▶ Aim of the task:
Where a line in the material beneath contains "Binds", count it. Give the number only.

= Beginning of Section =

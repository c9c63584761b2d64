//! `relay-agent` - the in-browser endpoint process.
//!
//! Connects to the relay, registers itself as the command endpoint, and
//! executes forwarded commands against the local browser's debugging port.

use std::sync::Arc;

use clap::Parser;
use tracing_subscriber::EnvFilter;

use browser_relay::agent::{AgentEndpoint, CommandExecutor};
use browser_relay::cdp::session::SessionRegistry;
use browser_relay::config::{AgentConfig, DEFAULT_CDP_PORT};

#[derive(Parser, Debug)]
#[command(name = "relay-agent", about = "Browser command execution agent", version)]
struct Args {
    /// Relay address override, e.g. ws://127.0.0.1:8765.
    #[arg(short, long)]
    relay: Option<String>,

    /// Browser debugging HTTP port.
    #[arg(long, default_value_t = DEFAULT_CDP_PORT)]
    cdp_port: u16,
}

#[tokio::main]
async fn main() {
    tracing_subscriber::fmt()
        .with_env_filter(
            EnvFilter::try_from_default_env().unwrap_or_else(|_| EnvFilter::new("info")),
        )
        .init();

    let args = Args::parse();

    let mut config = AgentConfig::new().with_cdp_port(args.cdp_port);
    if let Some(relay) = args.relay {
        config = config.with_relay_override(relay);
    }

    let sessions = SessionRegistry::new(args.cdp_port);
    let executor = Arc::new(CommandExecutor::new(sessions));
    let endpoint = AgentEndpoint::new(executor, config);

    endpoint.run().await;
}
impl SessionRegistry {
    /// Creates a registry bound to a debugging HTTP discovery port.
    #[must_use]
    pub fn new(http_port: u16) -> Self {
        Self {
            http_port,
            sessions: Arc::new(Mutex::new(FxHashMap::default())),
            next_generation: Mutex::new(0),
        }
    }

    /// Returns the discovery port this registry targets.
    #[inline]
    #[must_use]
    pub fn http_port(&self) -> u16 {
        self.http_port
    }

    /// Returns `true` if a live session exists for the tab.
    #[must_use]
    pub fn is_attached(&self, tab: &TabId) -> bool {
        self.sessions
            .lock()
            .get(tab)
            .is_some_and(|entry| entry.connection.is_alive())
    }

    /// Returns the number of attached sessions.
    #[must_use]
    pub fn attached_count(&self) -> usize {
        self.sessions.lock().len()
    }

    /// Attaches the debugger to a tab. Idempotent; concurrent attaches for
    /// one tab resolve to a single registered session.
    ///
    /// On entering `attached`, both event buffers are (re)initialized and
    /// console/exception and network-response capture are enabled.
    ///
    /// # Errors
    ///
    /// Any failure other than "already attached" is fatal to this operation
    /// and surfaced as [`Error::AttachFailed`]; there is no retry at this
    /// layer.
    pub async fn attach(&self, tab: &TabId) -> Result<()> {
        // Already attached locally: no-op success.
        if self.is_attached(tab) {
            debug!(tab = %tab, "Attach requested for attached tab (no-op)");
            return Ok(());
        }

        // A dead leftover entry is the same as detached.
        self.sessions.lock().remove(tab);

        let target = discovery::find_target(self.http_port, tab).await?;
        // The browser withholds the socket URL while another client holds
        // the target exclusively.
        let ws_url = target.web_socket_debugger_url.ok_or_else(|| {
            Error::attach_failed(tab.clone(), "target held by another debugger".to_string())
        })?;

        let (event_tx, event_rx) = mpsc::unbounded_channel();
        let connection = CdpConnection::connect(&ws_url, event_tx)
            .await
            .map_err(|e| Error::attach_failed(tab.clone(), e.to_string()))?;

        // Enable capture domains before recording the session so no command
        // can race ahead of event ingestion.
        for (method, params) in [
            ("Runtime.enable", json!({})),
            ("Network.enable", json!({})),
            ("Page.enable", json!({})),
        ] {
            connection
                .send(method, params)
                .await
                .map_err(|e| Error::attach_failed(tab.clone(), e.to_string()))?;
        }

        let console = Arc::new(Mutex::new(console_buffer()));
        let network = Arc::new(Mutex::new(network_buffer()));

        let generation = {
            let mut next = self.next_generation.lock();
            *next += 1;
            *next
        };

        // The attach crossed await points since the is_attached check, so a
        // concurrent attach for the same tab may have registered meanwhile.
        // Re-check under the lock; the loser closes its connection.
        {
            let mut map = self.sessions.lock();
            if map.get(tab).is_some_and(|e| e.connection.is_alive()) {
                drop(map);
                connection.close();
                debug!(tab = %tab, "Concurrent attach already registered, discarding duplicate");
                return Ok(());
            }

            if let Some(stale) = map.insert(
                tab.clone(),
                SessionEntry {
                    connection,
                    console: Arc::clone(&console),
                    network: Arc::clone(&network),
                    generation,
                },
            ) {
                stale.connection.close();
            }
        }

        // Event pump: runs until the debugging socket closes.
        let sessions = Arc::clone(&self.sessions);
        let tab_owned = tab.clone();
        tokio::spawn(async move {
            pump_events(event_rx, &console, &network).await;

            // Socket gone: converge on the detach transition, unless a newer
            // session already replaced this one.
            let mut map = sessions.lock();
            if map.get(&tab_owned).is_some_and(|e| e.generation == generation) {
                map.remove(&tab_owned);
                info!(tab = %tab_owned, "Session lost, detached");
            }
        });

        info!(tab = %tab, "Debugger attached");
        Ok(())
    }

    /// Detaches the debugger from a tab. No-op if unattached.
    ///
    /// Buffered events are not persisted across a detach.
    pub fn detach(&self, tab: &TabId) {
        let removed = self.sessions.lock().remove(tab);

        if let Some(entry) = removed {
            entry.connection.close();
            info!(tab = %tab, "Debugger detached");
        } else {
            debug!(tab = %tab, "Detach requested for unattached tab (no-op)");
        }
    }

    /// Returns the connection handle for an attached tab.
    ///
    /// # Errors
    ///
    /// Returns [`Error::NotAttached`] if no live session exists.
    pub fn connection(&self, tab: &TabId) -> Result<CdpConnection> {
        let sessions = self.sessions.lock();
        let entry = sessions
            .get(tab)
            .filter(|e| e.connection.is_alive())
            .ok_or_else(|| Error::not_attached(tab.clone()))?;

        Ok(entry.connection.clone())
    }

    /// Attaches if needed and returns the connection handle.
    ///
    /// # Errors
    ///
    /// Propagates attach failures.
    pub async fn ensure_attached(&self, tab: &TabId) -> Result<CdpConnection> {
        if !self.is_attached(tab) {
            self.attach(tab).await?;
        }
        self.connection(tab)
    }

    /// Reads the most recent console entries, optionally clearing.
    ///
    /// The read and the clear happen under one lock acquisition, so entries
    /// ingested after the read are never lost to the clear.
    ///
    /// # Errors
    ///
    /// Returns [`Error::NotAttached`] if no session exists for the tab.
    pub fn read_console(&self, tab: &TabId, limit: usize, clear: bool) -> Result<Vec<ConsoleEntry>> {
        let console = {
            let sessions = self.sessions.lock();
            let entry = sessions
                .get(tab)
                .ok_or_else(|| Error::not_attached(tab.clone()))?;
            Arc::clone(&entry.console)
        };

        let entries = console.lock().read_recent(limit, clear);
        Ok(entries)
    }

    /// Reads the most recent network entries, optionally clearing.
    ///
    /// # Errors
    ///
    /// Returns [`Error::NotAttached`] if no session exists for the tab.
    pub fn read_network(&self, tab: &TabId, limit: usize, clear: bool) -> Result<Vec<NetworkEntry>> {
        let network = {
            let sessions = self.sessions.lock();
            let entry = sessions
                .get(tab)
                .ok_or_else(|| Error::not_attached(tab.clone()))?;
            Arc::clone(&entry.network)
        };

        let entries = network.lock().read_recent(limit, clear);
        Ok(entries)
    }

    /// Picks the default tab: any attached session, else the first page
    /// target reported by discovery.
    ///
    /// # Errors
    ///
    /// Returns [`Error::TargetNotFound`] if nothing is attached and the
    /// browser reports no page targets.
    pub async fn default_tab(&self) -> Result<TabId> {
        if let Some(tab) = self.sessions.lock().keys().next().cloned() {
            return Ok(tab);
        }

        let target = discovery::first_page_target(self.http_port).await?;
        Ok(target.tab_id())
    }
}
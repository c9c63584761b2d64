//! The Relay: rendezvous point and request multiplexer.
//!
//! Accepts WebSocket connections on one port. The first connection to send
//! a `{type:"connected"}` handshake becomes *the* in-browser endpoint; a
//! later handshake silently replaces the reference (extension reloaded).
//! Every other frame bearing a command comes from a controller and is
//! forwarded to the endpoint tagged with a relay-local request id.
//!
//! # Correlation
//!
//! A `PendingRequest` exists from the moment a command is forwarded until a
//! matching response arrives or the 30 000 ms deadline elapses. It is
//! removed on first resolution, exactly once. Responses are matched strictly by id,
//! never arrival order, so out-of-order completion across in-flight
//! commands is safe by construction.
//!
//! # Endpoint loss
//!
//! On endpoint disconnect the registration is cleared; in-flight requests
//! are left to expire naturally via their timers. The endpoint may
//! reconnect, and a differently-routed response is never expected for
//! those ids anyway.

// ============================================================================
// Imports
// ============================================================================

use std::net::{IpAddr, Ipv4Addr, SocketAddr};
use std::sync::Arc;
use std::sync::atomic::{AtomicBool, AtomicU64, Ordering};
use std::time::Duration;

use futures_util::{SinkExt, StreamExt};
use parking_lot::{Mutex, RwLock};
use rustc_hash::FxHashMap;
use tokio::net::{TcpListener, TcpStream};
use tokio::sync::{mpsc, oneshot};
use tokio::time::timeout;
use tokio_tungstenite::tungstenite::Message;
use tracing::{debug, error, info, warn};

use crate::config::REQUEST_TIMEOUT;
use crate::error::{Error, Result};
use crate::identifiers::{RequestId, RequestIdAllocator};
use crate::protocol::{Command, ForwardedCommand, RelayInbound, ResponseFrame};

// ============================================================================
// Constants
// ============================================================================

/// Default bind address (localhost only).
const DEFAULT_BIND_IP: IpAddr = IpAddr::V4(Ipv4Addr::LOCALHOST);

// ============================================================================
// Types
// ============================================================================

/// Map of forwarded request ids to the waiting controller's channel.
type PendingMap = FxHashMap<RequestId, oneshot::Sender<ResponseFrame>>;

/// The registered in-browser endpoint: its connection identity and the
/// writer channel frames are routed through.
#[derive(Clone)]
struct EndpointHandle {
    conn_id: u64,
    tx: mpsc::UnboundedSender<Message>,
}

// ============================================================================
// RelayOptions
// ============================================================================

/// Relay construction options.
///
/// The request timeout is injectable so the timeout path is testable
/// without waiting the full 30 s.
#[derive(Debug, Clone)]
pub struct RelayOptions {
    /// Port to bind (0 for an OS-assigned port).
    pub port: u16,
    /// Per-request deadline.
    pub request_timeout: Duration,
}

impl RelayOptions {
    /// Creates options for a port with the standard 30 s deadline.
    #[inline]
    #[must_use]
    pub fn new(port: u16) -> Self {
        Self {
            port,
            request_timeout: REQUEST_TIMEOUT,
        }
    }

    /// Overrides the per-request deadline.
    #[inline]
    #[must_use]
    pub fn with_request_timeout(mut self, request_timeout: Duration) -> Self {
        self.request_timeout = request_timeout;
        self
    }
}

// ============================================================================
// Relay
// ============================================================================

/// The relay server.
///
/// All shared state (the endpoint registration and the pending-request
/// map) is owned here with explicit create/destroy triggers, not ambient
/// globals.
pub struct Relay {
    port: u16,
    request_timeout: Duration,
    ids: RequestIdAllocator,
    conn_ids: AtomicU64,
    endpoint: RwLock<Option<EndpointHandle>>,
    pending: Mutex<PendingMap>,
    shutdown: AtomicBool,
}

// ============================================================================
// Relay - Constructors
// ============================================================================

impl Relay {
    /// Binds a relay to a port and starts the accept loop.
    ///
    /// # Errors
    ///
    /// Returns [`Error::Io`] if binding fails.
    pub async fn bind(port: u16) -> Result<Arc<Self>> {
        Self::bind_with(RelayOptions::new(port)).await
    }

    /// Binds a relay with explicit options.
    ///
    /// # Errors
    ///
    /// Returns [`Error::Io`] if binding fails.
    pub async fn bind_with(options: RelayOptions) -> Result<Arc<Self>> {
        let addr = SocketAddr::new(DEFAULT_BIND_IP, options.port);
        let listener = TcpListener::bind(addr).await?;
        let actual_port = listener.local_addr()?.port();

        let relay = Arc::new(Self {
            port: actual_port,
            request_timeout: options.request_timeout,
            ids: RequestIdAllocator::new(),
            conn_ids: AtomicU64::new(1),
            endpoint: RwLock::new(None),
            pending: Mutex::new(PendingMap::default()),
            shutdown: AtomicBool::new(false),
        });

        let relay_clone = Arc::clone(&relay);
        tokio::spawn(async move {
            relay_clone.accept_loop(listener).await;
        });

        info!(port = actual_port, "Relay started");

        Ok(relay)
    }
}

// ============================================================================
// Relay - Public API
// ============================================================================

impl Relay {
    /// Returns the bound port.
    #[inline]
    #[must_use]
    pub fn port(&self) -> u16 {
        self.port
    }

    /// Returns the relay's WebSocket URL.
    #[inline]
    #[must_use]
    pub fn ws_url(&self) -> String {
        format!("ws://127.0.0.1:{}", self.port)
    }

    /// Returns `true` if an in-browser endpoint is registered.
    #[inline]
    #[must_use]
    pub fn endpoint_connected(&self) -> bool {
        self.endpoint.read().is_some()
    }

    /// Returns the number of in-flight pending requests.
    #[inline]
    #[must_use]
    pub fn pending_count(&self) -> usize {
        self.pending.lock().len()
    }

    /// Forwards one command to the endpoint and waits for its response.
    ///
    /// Guarantees exactly one response: the endpoint's answer, an immediate
    /// routing error when no endpoint is registered (no `PendingRequest` is
    /// created, nothing is queued), or a synthetic timeout error.
    pub async fn dispatch(&self, command: Command) -> ResponseFrame {
        let endpoint = self.endpoint.read().clone();
        let Some(endpoint) = endpoint else {
            debug!(command = command.name(), "No endpoint registered");
            return ResponseFrame::err_unrouted(Error::NotConnected.to_string());
        };

        let id = self.ids.next();
        let (response_tx, response_rx) = oneshot::channel();
        self.pending.lock().insert(id, response_tx);

        let frame = ForwardedCommand::new(id, command);
        let text = match serde_json::to_string(&frame) {
            Ok(text) => text,
            Err(e) => {
                self.pending.lock().remove(&id);
                return ResponseFrame::err(id, Error::Json(e).to_string());
            }
        };

        if endpoint.tx.send(Message::Text(text.into())).is_err() {
            // Endpoint writer already gone; do not wait out the deadline.
            self.pending.lock().remove(&id);
            return ResponseFrame::err(id, Error::NotConnected.to_string());
        }

        debug!(id = %id, "Command forwarded to endpoint");

        match timeout(self.request_timeout, response_rx).await {
            Ok(Ok(response)) => response,
            Ok(Err(_)) => ResponseFrame::err(id, Error::ConnectionClosed.to_string()),
            Err(_) => {
                // First resolution wins: only synthesize the timeout if the
                // entry is still pending.
                if self.pending.lock().remove(&id).is_some() {
                    warn!(id = %id, "Request timed out");
                }
                let timeout_ms = self.request_timeout.as_millis() as u64;
                ResponseFrame::err(id, Error::request_timeout(id, timeout_ms).to_string())
            }
        }
    }

    /// Shuts down the relay: stops accepting and fails all pending requests.
    pub fn shutdown(&self) {
        self.shutdown.store(true, Ordering::SeqCst);
        *self.endpoint.write() = None;

        let pending: Vec<_> = self.pending.lock().drain().collect();
        let count = pending.len();
        drop(pending); // Dropped senders error the waiting dispatchers.

        if count > 0 {
            debug!(count, "Dropped pending requests on shutdown");
        }

        info!(port = self.port, "Relay shut down");
    }
}

// ============================================================================
// Relay - Accept Loop
// ============================================================================

impl Relay {
    /// Background task accepting controller and endpoint connections.
    async fn accept_loop(self: Arc<Self>, listener: TcpListener) {
        debug!("Accept loop started");

        loop {
            if self.shutdown.load(Ordering::SeqCst) {
                break;
            }

            // Accept with a short timeout so the shutdown flag is observed.
            match timeout(Duration::from_millis(100), listener.accept()).await {
                Ok(Ok((stream, addr))) => {
                    let relay = Arc::clone(&self);
                    tokio::spawn(async move {
                        if let Err(e) = relay.handle_connection(stream, addr).await {
                            debug!(error = %e, ?addr, "Connection ended with error");
                        }
                    });
                }
                Ok(Err(e)) => {
                    error!(error = %e, "Accept failed");
                }
                Err(_) => continue,
            }
        }

        debug!("Accept loop terminated");
    }

    /// Handles one connection for its whole lifetime.
    ///
    /// A connection's role is decided per frame: a handshake registers it
    /// as the endpoint, a response resolves a pending request, a command
    /// makes it (for that frame) a controller.
    async fn handle_connection(
        self: Arc<Self>,
        stream: TcpStream,
        addr: SocketAddr,
    ) -> Result<()> {
        let ws_stream = tokio_tungstenite::accept_async(stream)
            .await
            .map_err(|e| Error::connection(format!("WebSocket upgrade failed: {e}")))?;

        let conn_id = self.conn_ids.fetch_add(1, Ordering::Relaxed);
        debug!(conn_id, ?addr, "Connection established");

        let (mut ws_write, mut ws_read) = ws_stream.split();
        let (write_tx, mut write_rx) = mpsc::unbounded_channel::<Message>();

        // Writer task: everything this connection is owed flows through one
        // channel, so concurrent dispatch results cannot interleave frames.
        let writer = tokio::spawn(async move {
            while let Some(message) = write_rx.recv().await {
                if ws_write.send(message).await.is_err() {
                    break;
                }
            }
            let _ = ws_write.close().await;
        });

        while let Some(message) = ws_read.next().await {
            let message = match message {
                Ok(m) => m,
                Err(e) => {
                    debug!(conn_id, error = %e, "Read error");
                    break;
                }
            };

            match message {
                Message::Text(text) => {
                    self.handle_frame(conn_id, &text, &write_tx);
                }
                Message::Close(_) => break,
                // Ignore Binary, Ping, Pong
                _ => {}
            }
        }

        // Endpoint gone: clear the registration. In-flight requests keep
        // their timers; they are not proactively failed.
        {
            let mut endpoint = self.endpoint.write();
            if endpoint.as_ref().is_some_and(|e| e.conn_id == conn_id) {
                *endpoint = None;
                info!(conn_id, "Endpoint disconnected");
            }
        }

        drop(write_tx);
        let _ = writer.await;

        debug!(conn_id, "Connection closed");
        Ok(())
    }

    /// Classifies and handles one inbound frame.
    fn handle_frame(
        self: &Arc<Self>,
        conn_id: u64,
        text: &str,
        write_tx: &mpsc::UnboundedSender<Message>,
    ) {
        match RelayInbound::parse(text) {
            Ok(RelayInbound::Handshake(handshake)) => {
                // Silent replacement models "extension reloaded".
                let replaced = self
                    .endpoint
                    .write()
                    .replace(EndpointHandle {
                        conn_id,
                        tx: write_tx.clone(),
                    })
                    .is_some();
                info!(conn_id, message = %handshake.message, replaced, "Endpoint registered");
            }

            Ok(RelayInbound::Response(response)) => {
                self.resolve_pending(response);
            }

            Ok(RelayInbound::Command(command)) => {
                // Run the round trip off the read loop so this controller
                // can pipeline and the endpoint reader is never blocked.
                let relay = Arc::clone(self);
                let write_tx = write_tx.clone();
                tokio::spawn(async move {
                    let response = relay.dispatch(*command).await;
                    if let Ok(text) = serde_json::to_string(&response) {
                        let _ = write_tx.send(Message::Text(text.into()));
                    }
                });
            }

            Err(e) => {
                warn!(conn_id, error = %e, "Dropping unrecognized frame");
            }
        }
    }

    /// Routes an endpoint response to its waiting controller.
    fn resolve_pending(&self, response: ResponseFrame) {
        let Some(id) = response.id else {
            warn!("Endpoint response without id");
            return;
        };

        let tx = self.pending.lock().remove(&id);
        match tx {
            Some(tx) => {
                let _ = tx.send(response);
            }
            None => {
                // Already timed out, or never ours.
                warn!(id = %id, "Response for unknown request");
            }
        }
    }
}

// ============================================================================
// Tests
// ============================================================================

= End of Section =

▶ Problem solution:
2